Work task | After reading the data below, copy out every line that contains the word "story".

▶

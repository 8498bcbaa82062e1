//! Resolving a path or URL to a parsed document.
//!
//! Remote URLs are normalized first (redirects walked with `HEAD`, scheme
//! forced to `https`, desktop hosts of mobile-only channels rewritten), then
//! served from the page cache when possible. Local paths are read directly;
//! a `.gz` suffix means gzip, a `.json` stem means a JSON payload.
//!
//! Loading never fails loudly: every problem is logged once and reported as
//! `None`.

use crate::cache::{read_gzip, CacheKey};
use crate::config::HostRewrite;
use crate::context::ClientContext;
use crate::error::LoadError;
use crate::node::{HtmlNode, JsonNode, ResultNode};
use crate::transport::{Device, Transport};
use scraper::Html;
use serde_json::Value;
use std::path::Path;
use tracing::{debug, error, instrument, warn};
use url::Url;

const MAX_REDIRECTS: usize = 10;

/// A parsed HTML tree or JSON value.
#[derive(Debug)]
pub enum ParsedDocument {
    Html(Html),
    Json(Value),
}

impl ParsedDocument {
    /// Parse `text`; empty input and malformed JSON are errors. HTML parsing
    /// is error-correcting and always succeeds on non-empty input.
    pub fn parse(text: &str, json: bool) -> Result<Self, LoadError> {
        if text.trim().is_empty() {
            return Err(LoadError::Empty);
        }
        if json {
            Ok(Self::Json(serde_json::from_str(text)?))
        } else {
            Ok(Self::Html(Html::parse_document(text)))
        }
    }

    /// Root node to evaluate selectors against.
    pub fn root(&self) -> Box<dyn ResultNode + '_> {
        match self {
            Self::Html(html) => Box::new(HtmlNode(html.root_element())),
            Self::Json(value) => Box::new(JsonNode(value)),
        }
    }
}

/// A parsed document and the byte length of the decoded text it came from.
#[derive(Debug)]
pub struct Document {
    pub parsed: ParsedDocument,
    pub raw_len: usize,
}

impl Document {
    fn from_text(text: &str, json: bool) -> Result<Self, LoadError> {
        Ok(Self {
            parsed: ParsedDocument::parse(text, json)?,
            raw_len: text.len(),
        })
    }
}

pub fn is_remote(path: &str) -> bool {
    path.starts_with("http://") || path.starts_with("https://")
}

/// `http://` becomes `https://`; anything else is returned as is.
pub fn force_https(url: &str) -> String {
    match url.strip_prefix("http://") {
        Some(rest) => {
            let new_url = format!("https://{rest}");
            debug!(from = url, to = %new_url, "Forced https");
            new_url
        }
        None => url.to_string(),
    }
}

/// Swap the desktop host prefix of a mobile-only channel for its mobile host.
pub fn rewrite_mobile_host(url: &str, rewrite: &HostRewrite) -> String {
    match url.strip_prefix(rewrite.from.as_str()) {
        Some(rest) => {
            let new_url = format!("{}{}", rewrite.to, rest);
            debug!(from = url, to = %new_url, "Rewrote to mobile host");
            new_url
        }
        None => url.to_string(),
    }
}

/// Walk `3xx` responses to the terminal URL.
///
/// A non-redirect, non-200 status or a connection failure ends the walk at
/// the last URL reached. These are only logged at debug level; the load that
/// follows reports the failure.
#[instrument(level = "debug", skip(transport))]
pub async fn follow_redirection<T: Transport>(transport: &T, device: Device, url: &str) -> String {
    let mut current = url.to_string();
    for _ in 0..MAX_REDIRECTS {
        let resp = match transport.head(device, &current).await {
            Ok(resp) => resp,
            Err(e) => {
                debug!(url = %current, error = %e, "Connection failed while resolving redirects");
                return current;
            }
        };
        match resp.status {
            200 => return current,
            300..=399 => {
                let Some(location) = resp.location else {
                    debug!(url = %current, status = resp.status, "Redirect without Location header");
                    return current;
                };
                let next = match Url::parse(&current).and_then(|base| base.join(&location)) {
                    Ok(joined) => joined.to_string(),
                    Err(_) => location,
                };
                debug!(from = %current, to = %next, "Followed redirect");
                current = next;
            }
            status => {
                debug!(url = %current, status, "Unexpected status while resolving redirects");
                return current;
            }
        }
    }
    debug!(url = %current, max = MAX_REDIRECTS, "Too many redirects");
    current
}

/// Full URL normalization applied before a remote load.
pub async fn normalize_url<T: Transport>(
    transport: &T,
    device: Device,
    url: &str,
    mobile_host: Option<&HostRewrite>,
) -> String {
    let resolved = follow_redirection(transport, device, url).await;
    let secured = force_https(&resolved);
    match mobile_host {
        Some(rewrite) => rewrite_mobile_host(&secured, rewrite),
        None => secured,
    }
}

/// Path and query of `url`, the part of a URL that identifies a page within
/// its channel.
fn uri_of(url: &str) -> String {
    match Url::parse(url) {
        Ok(parsed) => match parsed.query() {
            Some(query) => format!("{}?{}", parsed.path(), query),
            None => parsed.path().to_string(),
        },
        Err(_) => url.to_string(),
    }
}

/// Load `path` (URL or local file) for `channel`.
///
/// Remote URLs must already be normalized. With `refresh`, the cache is
/// bypassed on read but still written.
#[instrument(level = "info", skip(ctx))]
pub async fn load<T: Transport>(
    ctx: &ClientContext<T>,
    channel: &str,
    path: &str,
    device: Device,
    refresh: bool,
) -> Option<Document> {
    let result = if is_remote(path) {
        load_remote(ctx, channel, path, device, refresh).await
    } else {
        load_file(Path::new(path))
    };

    match result {
        Ok(doc) => {
            debug!(raw_len = doc.raw_len, "Loaded document");
            Some(doc)
        }
        Err(e) => {
            error!(%path, error = %e, "Cannot load news document");
            None
        }
    }
}

async fn load_remote<T: Transport>(
    ctx: &ClientContext<T>,
    channel: &str,
    url: &str,
    device: Device,
    refresh: bool,
) -> Result<Document, LoadError> {
    let uri = uri_of(url);

    if !refresh {
        for json in [false, true] {
            let key = CacheKey::new(channel, &uri, json);
            if !ctx.cache().has(&key) {
                continue;
            }
            debug!(key = key.as_str(), "Cache hit");
            match ctx.cache().load(&key) {
                Ok(text) => return Document::from_text(&text, key.is_json()),
                Err(e) => warn!(key = key.as_str(), error = %e, "Unreadable cache entry, fetching again"),
            }
        }
    }

    debug!(%url, "GET");
    let resp = ctx.transport().get(device, url).await?;
    if resp.status != 200 {
        return Err(LoadError::Status {
            status: resp.status,
        });
    }

    let json = resp.is_json();
    let doc = Document::from_text(&resp.body, json)?;
    let key = CacheKey::new(channel, &uri, json);
    if let Err(e) = ctx.cache().save(&key, &resp.body) {
        warn!(key = key.as_str(), error = %e, "Cannot write cache entry");
    }
    Ok(doc)
}

fn load_file(path: &Path) -> Result<Document, LoadError> {
    let name = path.to_string_lossy();
    let (text, stem) = match name.strip_suffix(".gz") {
        Some(stem) => (read_gzip(path)?, stem),
        None => (std::fs::read_to_string(path)?, &*name),
    };
    Document::from_text(&text, stem.ends_with(".json"))
}

#[cfg(test)]
mod tests {
    use super::*;
    use crate::cache::GzipFileCache;
    use crate::config::ChannelRegistry;
    use crate::context::testing::mock_context;
    use crate::transport::mock::MockTransport;
    use flate2::write::GzEncoder;
    use flate2::Compression;
    use std::io::Write;

    const PAGE: &str = "<html><body><h1>新聞</h1></body></html>";

    #[test]
    fn test_force_https() {
        assert_eq!(force_https("http://news.ltn.com.tw/a"), "https://news.ltn.com.tw/a");
        assert_eq!(force_https("https://udn.com/a"), "https://udn.com/a");
    }

    #[test]
    fn test_rewrite_mobile_host() {
        let rewrite = HostRewrite {
            from: "https://news.ltn.com.tw".into(),
            to: "https://m.ltn.com.tw".into(),
        };
        assert_eq!(
            rewrite_mobile_host("https://news.ltn.com.tw/news/society/breakingnews/2581807", &rewrite),
            "https://m.ltn.com.tw/news/society/breakingnews/2581807"
        );
        assert_eq!(
            rewrite_mobile_host("https://sports.ltn.com.tw/news/1", &rewrite),
            "https://sports.ltn.com.tw/news/1"
        );
    }

    #[test]
    fn test_uri_of() {
        assert_eq!(uri_of("https://udn.com/news/story/7320/3407294"), "/news/story/7320/3407294");
        assert_eq!(uri_of("https://a.tw/search?q=1"), "/search?q=1");
    }

    #[tokio::test]
    async fn test_normalize_follows_redirects_then_rewrites() {
        let transport = MockTransport::new()
            .redirect("http://news.ltn.com.tw/news/1", "http://news.ltn.com.tw/news/society/1");
        let rewrite = HostRewrite {
            from: "https://news.ltn.com.tw".into(),
            to: "https://m.ltn.com.tw".into(),
        };
        let url = normalize_url(&transport, Device::Mobile, "http://news.ltn.com.tw/news/1", Some(&rewrite)).await;
        assert_eq!(url, "https://m.ltn.com.tw/news/society/1");
    }

    #[tokio::test]
    async fn test_host_relative_redirect() {
        let transport = MockTransport::new().redirect("https://udn.com/old", "/news/story/1/2");
        let url = follow_redirection(&transport, Device::Desktop, "https://udn.com/old").await;
        assert_eq!(url, "https://udn.com/news/story/1/2");
    }

    #[tokio::test]
    async fn test_remote_load_and_cache() {
        let dir = tempfile::tempdir().unwrap();
        let url = "https://udn.com/news/story/7320/3407294";
        let ctx = ClientContext::new(
            MockTransport::new().html(url, PAGE),
            Box::new(GzipFileCache::new(dir.path()).unwrap()),
            ChannelRegistry::builtin().unwrap(),
        );

        let doc = load(&ctx, "udn", url, Device::Desktop, false).await.unwrap();
        assert_eq!(doc.raw_len, PAGE.len());
        assert!(matches!(doc.parsed, ParsedDocument::Html(_)));
        assert_eq!(ctx.transport().get_count(), 1);

        // Second load is served from the cache.
        load(&ctx, "udn", url, Device::Desktop, false).await.unwrap();
        assert_eq!(ctx.transport().get_count(), 1);

        // Refresh bypasses it.
        load(&ctx, "udn", url, Device::Desktop, true).await.unwrap();
        assert_eq!(ctx.transport().get_count(), 2);
    }

    #[tokio::test]
    async fn test_remote_non_200_is_none() {
        let ctx = mock_context(MockTransport::new().status("https://udn.com/gone", 500));
        assert!(load(&ctx, "udn", "https://udn.com/gone", Device::Desktop, false).await.is_none());
        assert!(load(&ctx, "udn", "https://udn.com/missing", Device::Desktop, false).await.is_none());
    }

    #[tokio::test]
    async fn test_remote_json_document() {
        let url = "https://udn.com/api/article/1";
        let ctx = mock_context(MockTransport::new().json(url, r#"{"title": "標題"}"#));
        let doc = load(&ctx, "udn", url, Device::Desktop, false).await.unwrap();
        assert!(matches!(doc.parsed, ParsedDocument::Json(_)));
    }

    #[tokio::test]
    async fn test_local_files() {
        let dir = tempfile::tempdir().unwrap();
        let ctx = mock_context(MockTransport::new());

        let plain = dir.path().join("udn.html");
        std::fs::write(&plain, PAGE).unwrap();
        let doc = load(&ctx, "udn", &plain.to_string_lossy(), Device::Mobile, false).await.unwrap();
        assert_eq!(doc.raw_len, PAGE.len());

        let gz = dir.path().join("ltn.html.gz");
        let mut encoder = GzEncoder::new(std::fs::File::create(&gz).unwrap(), Compression::default());
        encoder.write_all(PAGE.as_bytes()).unwrap();
        encoder.finish().unwrap();
        let doc = load(&ctx, "ltn", &gz.to_string_lossy(), Device::Mobile, false).await.unwrap();
        assert_eq!(doc.raw_len, PAGE.len());
        assert!(matches!(doc.parsed, ParsedDocument::Html(_)));

        let json = dir.path().join("udn.json");
        std::fs::write(&json, r#"{"title": "x"}"#).unwrap();
        let doc = load(&ctx, "udn", &json.to_string_lossy(), Device::Mobile, false).await.unwrap();
        assert!(matches!(doc.parsed, ParsedDocument::Json(_)));

        assert_eq!(ctx.transport().get_count(), 0);
    }

    #[tokio::test]
    async fn test_local_failures_are_none() {
        let dir = tempfile::tempdir().unwrap();
        let ctx = mock_context(MockTransport::new());

        let missing = dir.path().join("appledaily-notexisted.html");
        assert!(load(&ctx, "appledaily", &missing.to_string_lossy(), Device::Mobile, false).await.is_none());

        let empty = dir.path().join("appledaily-empty.html");
        std::fs::write(&empty, "").unwrap();
        assert!(load(&ctx, "appledaily", &empty.to_string_lossy(), Device::Mobile, false).await.is_none());

        let empty_gz = dir.path().join("appledaily-empty.html.gz");
        std::fs::write(&empty_gz, "").unwrap();
        assert!(load(&ctx, "appledaily", &empty_gz.to_string_lossy(), Device::Mobile, false).await.is_none());

        let bad_json = dir.path().join("udn-bad.json");
        std::fs::write(&bad_json, "{not json").unwrap();
        assert!(load(&ctx, "udn", &bad_json.to_string_lossy(), Device::Mobile, false).await.is_none());
    }
}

◀

Written solution |
        assert_eq!(uri_of("https://udn.com/news/story/7320/3407294"), "/news/story/7320/3407294");
        let transport = MockTransport::new().redirect("https://udn.com/old", "/news/story/1/2");
        assert_eq!(url, "https://udn.com/news/story/1/2");
        let url = "https://udn.com/news/story/7320/3407294";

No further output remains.